How to complete this task: Every record must come back exactly as given.

Materials provided:
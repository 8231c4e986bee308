//! Overlay engine configuration (`overlay.toml`)
//!
//! Every field has a default, so an empty file is a valid configuration.
//!
//! ```toml
//! hero_height = 600
//! always_dark_routes = ["/launch"]
//!
//! [thresholds]
//! light_min = 200
//! dark_max = 100
//!
//! [[regions]]
//! id = "faq"
//! matchers = ["faq"]
//! theme = "light"
//! ```

use std::collections::HashSet;
use std::path::{Path, PathBuf};

use serde::{Deserialize, Serialize};
use thiserror::Error;

use crate::theme::ForcedTheme;

/// Configuration loading errors
#[derive(Error, Debug)]
pub enum ConfigError {
    #[error("failed to read {path}: {source}")]
    Io {
        path: PathBuf,
        #[source]
        source: std::io::Error,
    },

    #[error("failed to parse config: {0}")]
    Parse(#[from] toml::de::Error),

    #[error("failed to serialize config: {0}")]
    Serialize(#[from] toml::ser::Error),

    #[error("invalid config: {0}")]
    Invalid(String),
}

/// Top-level overlay configuration
#[derive(Debug, Clone, PartialEq, Deserialize, Serialize)]
#[serde(default)]
pub struct OverlayConfig {
    /// Scroll offset below which a normal route is always `Light`
    pub hero_height: f32,
    /// Routes that are `Dark` at every scroll offset
    pub always_dark_routes: Vec<String>,
    /// Tolerance added around the overlay when testing region overlap
    pub region_padding: f32,
    /// Maximum number of nodes visited per ancestor walk
    pub max_walk_depth: usize,
    pub thresholds: Thresholds,
    pub small_element: SmallElement,
    pub hints: HintConfig,
    /// Named region overrides, highest priority first
    pub regions: Vec<RegionConfig>,
}

/// Channel thresholds for classifying a sampled color (0-255)
#[derive(Debug, Clone, Copy, PartialEq, Deserialize, Serialize)]
#[serde(default)]
pub struct Thresholds {
    /// All channels above this read as a light background
    pub light_min: u8,
    /// All channels below this read as a dark background
    pub dark_max: u8,
    /// Blue must exceed red and green by at least this much
    pub blue_margin: u8,
    /// Minimum blue channel for a brand-blue background
    pub blue_min: u8,
}

/// Elements smaller than this in either dimension are skipped by the walk
#[derive(Debug, Clone, Copy, PartialEq, Deserialize, Serialize)]
#[serde(default)]
pub struct SmallElement {
    pub min_width: f32,
    pub min_height: f32,
}

/// Class/id markers that settle a walk step without reading colors.
/// Matched as whole tokens, ignoring ASCII case.
#[derive(Debug, Clone, PartialEq, Deserialize, Serialize)]
#[serde(default)]
pub struct HintConfig {
    pub light: Vec<String>,
    pub dark: Vec<String>,
}

/// A named region override
#[derive(Debug, Clone, PartialEq, Deserialize, Serialize)]
pub struct RegionConfig {
    pub id: String,
    /// Id/class fragments that identify the region. Defaults to `[id]`.
    #[serde(default)]
    pub matchers: Vec<String>,
    #[serde(default)]
    pub theme: ForcedTheme,
}

impl RegionConfig {
    pub fn new(id: impl Into<String>, theme: ForcedTheme) -> Self {
        Self {
            id: id.into(),
            matchers: Vec::new(),
            theme,
        }
    }

    pub fn with_matcher(mut self, matcher: impl Into<String>) -> Self {
        self.matchers.push(matcher.into());
        self
    }

    /// Trimmed matchers, falling back to the region id
    pub fn effective_matchers(&self) -> Vec<String> {
        if self.matchers.is_empty() {
            vec![self.id.trim().to_string()]
        } else {
            self.matchers.iter().map(|m| m.trim().to_string()).collect()
        }
    }
}

impl Default for Thresholds {
    fn default() -> Self {
        Self {
            light_min: 200,
            dark_max: 100,
            blue_margin: 40,
            blue_min: 120,
        }
    }
}

impl Default for SmallElement {
    fn default() -> Self {
        Self {
            min_width: 120.0,
            min_height: 32.0,
        }
    }
}

impl Default for HintConfig {
    fn default() -> Self {
        let owned = |items: &[&str]| -> Vec<String> { items.iter().map(|s| s.to_string()).collect() };
        Self {
            light: owned(&[
                "bg-white",
                "bg-gray-50",
                "bg-slate-50",
                "bg-blue-50",
                "light-section",
            ]),
            dark: owned(&[
                "bg-black",
                "bg-gray-900",
                "bg-slate-900",
                "bg-blue-600",
                "bg-blue-700",
                "bg-blue-800",
                "bg-blue-900",
                "bg-brand",
                "dark-section",
            ]),
        }
    }
}

impl Default for OverlayConfig {
    fn default() -> Self {
        Self {
            hero_height: 600.0,
            always_dark_routes: vec!["/launch".to_string()],
            region_padding: 8.0,
            max_walk_depth: 64,
            thresholds: Thresholds::default(),
            small_element: SmallElement::default(),
            hints: HintConfig::default(),
            regions: vec![
                RegionConfig::new("pricing", ForcedTheme::Light),
                RegionConfig::new("faq", ForcedTheme::Light),
                RegionConfig::new("contact", ForcedTheme::Light),
            ],
        }
    }
}

impl OverlayConfig {
    /// Parse and validate a TOML configuration
    pub fn from_toml_str(source: &str) -> Result<Self, ConfigError> {
        let config: OverlayConfig = toml::from_str(source)?;
        config.validate()?;
        Ok(config)
    }

    /// Load and validate a configuration file
    pub fn load(path: &Path) -> Result<Self, ConfigError> {
        let source = std::fs::read_to_string(path).map_err(|source| ConfigError::Io {
            path: path.to_path_buf(),
            source,
        })?;
        let config = Self::from_toml_str(&source)?;
        tracing::debug!(path = %path.display(), regions = config.regions.len(), "loaded overlay config");
        Ok(config)
    }

    /// Serialize to TOML string
    pub fn to_toml(&self) -> Result<String, ConfigError> {
        Ok(toml::to_string_pretty(self)?)
    }

    /// Check value ranges and region ids
    pub fn validate(&self) -> Result<(), ConfigError> {
        if !self.hero_height.is_finite() || self.hero_height < 0.0 {
            return Err(ConfigError::Invalid(format!(
                "hero_height must be a non-negative number, got {}",
                self.hero_height
            )));
        }
        if !self.region_padding.is_finite() || self.region_padding < 0.0 {
            return Err(ConfigError::Invalid(format!(
                "region_padding must be a non-negative number, got {}",
                self.region_padding
            )));
        }
        if self.max_walk_depth == 0 {
            return Err(ConfigError::Invalid("max_walk_depth must be at least 1".into()));
        }
        for (name, value) in [
            ("small_element.min_width", self.small_element.min_width),
            ("small_element.min_height", self.small_element.min_height),
        ] {
            if !value.is_finite() || value < 0.0 {
                return Err(ConfigError::Invalid(format!(
                    "{name} must be a non-negative number, got {value}"
                )));
            }
        }
        if self.thresholds.dark_max >= self.thresholds.light_min {
            return Err(ConfigError::Invalid(format!(
                "thresholds.dark_max ({}) must be below thresholds.light_min ({})",
                self.thresholds.dark_max, self.thresholds.light_min
            )));
        }

        let mut seen = HashSet::new();
        for region in &self.regions {
            if region.id.trim().is_empty() {
                return Err(ConfigError::Invalid("region id must not be empty".into()));
            }
            if !seen.insert(region.id.as_str()) {
                return Err(ConfigError::Invalid(format!(
                    "duplicate region id {:?}",
                    region.id
                )));
            }
            if region.matchers.iter().any(|m| m.trim().is_empty()) {
                return Err(ConfigError::Invalid(format!(
                    "region {:?} has an empty matcher",
                    region.id
                )));
            }
        }
        Ok(())
    }
}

Task result:
repository 8231c4e986bee308
//! Overlay engine configuration (`overlay.toml`)
//!
//! Every field has a default, so an empty file is a valid configuration.
//!
//! ```toml
//! hero_height = 600
//! always_dark_routes = ["/launch"]
//!
//! [thresholds]
//! light_min = 200
//! dark_max = 100
//!
//! [[regions]]
//! id = "faq"
//! matchers = ["faq"]
//! theme = "light"
//! ```

use std::collections::HashSet;
use std::path::{Path, PathBuf};

use serde::{Deserialize, Serialize};
use thiserror::Error;

use crate::theme::ForcedTheme;

/// Configuration loading errors
#[derive(Error, Debug)]
pub enum ConfigError {
    #[error("failed to read {path}: {source}")]
    Io {
        path: PathBuf,
        #[source]
        source: std::io::Error,
    },

    #[error("failed to parse config: {0}")]
    Parse(#[from] toml::de::Error),

    #[error("failed to serialize config: {0}")]
    Serialize(#[from] toml::ser::Error),

    #[error("invalid config: {0}")]
    Invalid(String),
}

/// Top-level overlay configuration
#[derive(Debug, Clone, PartialEq, Deserialize, Serialize)]
#[serde(default)]
pub struct OverlayConfig {
    /// Scroll offset below which a normal route is always `Light`
    pub hero_height: f32,
    /// Routes that are `Dark` at every scroll offset
    pub always_dark_routes: Vec<String>,
    /// Tolerance added around the overlay when testing region overlap
    pub region_padding: f32,
    /// Maximum number of nodes visited per ancestor walk
    pub max_walk_depth: usize,
    pub thresholds: Thresholds,
    pub small_element: SmallElement,
    pub hints: HintConfig,
    /// Named region overrides, highest priority first
    pub regions: Vec<RegionConfig>,
}

/// Channel thresholds for classifying a sampled color (0-255)
#[derive(Debug, Clone, Copy, PartialEq, Deserialize, Serialize)]
#[serde(default)]
pub struct Thresholds {
    /// All channels above this read as a light background
    pub light_min: u8,
    /// All channels below this read as a dark background
    pub dark_max: u8,
    /// Blue must exceed red and green by at least this much
    pub blue_margin: u8,
    /// Minimum blue channel for a brand-blue background
    pub blue_min: u8,
}

/// Elements smaller than this in either dimension are skipped by the walk
#[derive(Debug, Clone, Copy, PartialEq, Deserialize, Serialize)]
#[serde(default)]
pub struct SmallElement {
    pub min_width: f32,
    pub min_height: f32,
}

/// Class/id markers that settle a walk step without reading colors.
/// Matched as whole tokens, ignoring ASCII case.
#[derive(Debug, Clone, PartialEq, Deserialize, Serialize)]
#[serde(default)]
pub struct HintConfig {
    pub light: Vec<String>,
    pub dark: Vec<String>,
}

/// A named region override
#[derive(Debug, Clone, PartialEq, Deserialize, Serialize)]
pub struct RegionConfig {
    pub id: String,
    /// Id/class fragments that identify the region. Defaults to `[id]`.
    #[serde(default)]
    pub matchers: Vec<String>,
    #[serde(default)]
    pub theme: ForcedTheme,
}

impl RegionConfig {
    pub fn new(id: impl Into<String>, theme: ForcedTheme) -> Self {
        Self {
            id: id.into(),
            matchers: Vec::new(),
            theme,
        }
    }

    pub fn with_matcher(mut self, matcher: impl Into<String>) -> Self {
        self.matchers.push(matcher.into());
        self
    }

    /// Trimmed matchers, falling back to the region id
    pub fn effective_matchers(&self) -> Vec<String> {
        if self.matchers.is_empty() {
            vec![self.id.trim().to_string()]
        } else {
            self.matchers.iter().map(|m| m.trim().to_string()).collect()
        }
    }
}

impl Default for Thresholds {
    fn default() -> Self {
        Self {
            light_min: 200,
            dark_max: 100,
            blue_margin: 40,
            blue_min: 120,
        }
    }
}

impl Default for SmallElement {
    fn default() -> Self {
        Self {
            min_width: 120.0,
            min_height: 32.0,
        }
    }
}

impl Default for HintConfig {
    fn default() -> Self {
        let owned = |items: &[&str]| -> Vec<String> { items.iter().map(|s| s.to_string()).collect() };
        Self {
            light: owned(&[
                "bg-white",
                "bg-gray-50",
                "bg-slate-50",
                "bg-blue-50",
                "light-section",
            ]),
            dark: owned(&[
                "bg-black",
                "bg-gray-900",
                "bg-slate-900",
                "bg-blue-600",
                "bg-blue-700",
                "bg-blue-800",
                "bg-blue-900",
                "bg-brand",
                "dark-section",
            ]),
        }
    }
}

impl Default for OverlayConfig {
    fn default() -> Self {
        Self {
            hero_height: 600.0,
            always_dark_routes: vec!["/launch".to_string()],
            region_padding: 8.0,
            max_walk_depth: 64,
            thresholds: Thresholds::default(),
            small_element: SmallElement::default(),
            hints: HintConfig::default(),
            regions: vec![
                RegionConfig::new("pricing", ForcedTheme::Light),
                RegionConfig::new("faq", ForcedTheme::Light),
                RegionConfig::new("contact", ForcedTheme::Light),
            ],
        }
    }
}

impl OverlayConfig {
    /// Parse and validate a TOML configuration
    pub fn from_toml_str(source: &str) -> Result<Self, ConfigError> {
        let config: OverlayConfig = toml::from_str(source)?;
        config.validate()?;
        Ok(config)
    }

    /// Load and validate a configuration file
    pub fn load(path: &Path) -> Result<Self, ConfigError> {
        let source = std::fs::read_to_string(path).map_err(|source| ConfigError::Io {
            path: path.to_path_buf(),
            source,
        })?;
        let config = Self::from_toml_str(&source)?;
        tracing::debug!(path = %path.display(), regions = config.regions.len(), "loaded overlay config");
        Ok(config)
    }

    /// Serialize to TOML string
    pub fn to_toml(&self) -> Result<String, ConfigError> {
        Ok(toml::to_string_pretty(self)?)
    }

    /// Check value ranges and region ids
    pub fn validate(&self) -> Result<(), ConfigError> {
        if !self.hero_height.is_finite() || self.hero_height < 0.0 {
            return Err(ConfigError::Invalid(format!(
                "hero_height must be a non-negative number, got {}",
                self.hero_height
            )));
        }
        if !self.region_padding.is_finite() || self.region_padding < 0.0 {
            return Err(ConfigError::Invalid(format!(
                "region_padding must be a non-negative number, got {}",
                self.region_padding
            )));
        }
        if self.max_walk_depth == 0 {
            return Err(ConfigError::Invalid("max_walk_depth must be at least 1".into()));
        }
        for (name, value) in [
            ("small_element.min_width", self.small_element.min_width),
            ("small_element.min_height", self.small_element.min_height),
        ] {
            if !value.is_finite() || value < 0.0 {
                return Err(ConfigError::Invalid(format!(
                    "{name} must be a non-negative number, got {value}"
                )));
            }
        }
        if self.thresholds.dark_max >= self.thresholds.light_min {
            return Err(ConfigError::Invalid(format!(
                "thresholds.dark_max ({}) must be below thresholds.light_min ({})",
                self.thresholds.dark_max, self.thresholds.light_min
            )));
        }

        let mut seen = HashSet::new();
        for region in &self.regions {
            if region.id.trim().is_empty() {
                return Err(ConfigError::Invalid("region id must not be empty".into()));
            }
            if !seen.insert(region.id.as_str()) {
                return Err(ConfigError::Invalid(format!(
                    "duplicate region id {:?}",
                    region.id
                )));
            }
            if region.matchers.iter().any(|m| m.trim().is_empty()) {
                return Err(ConfigError::Invalid(format!(
                    "region {:?} has an empty matcher",
                    region.id
                )));
            }
        }
        Ok(())
    }
}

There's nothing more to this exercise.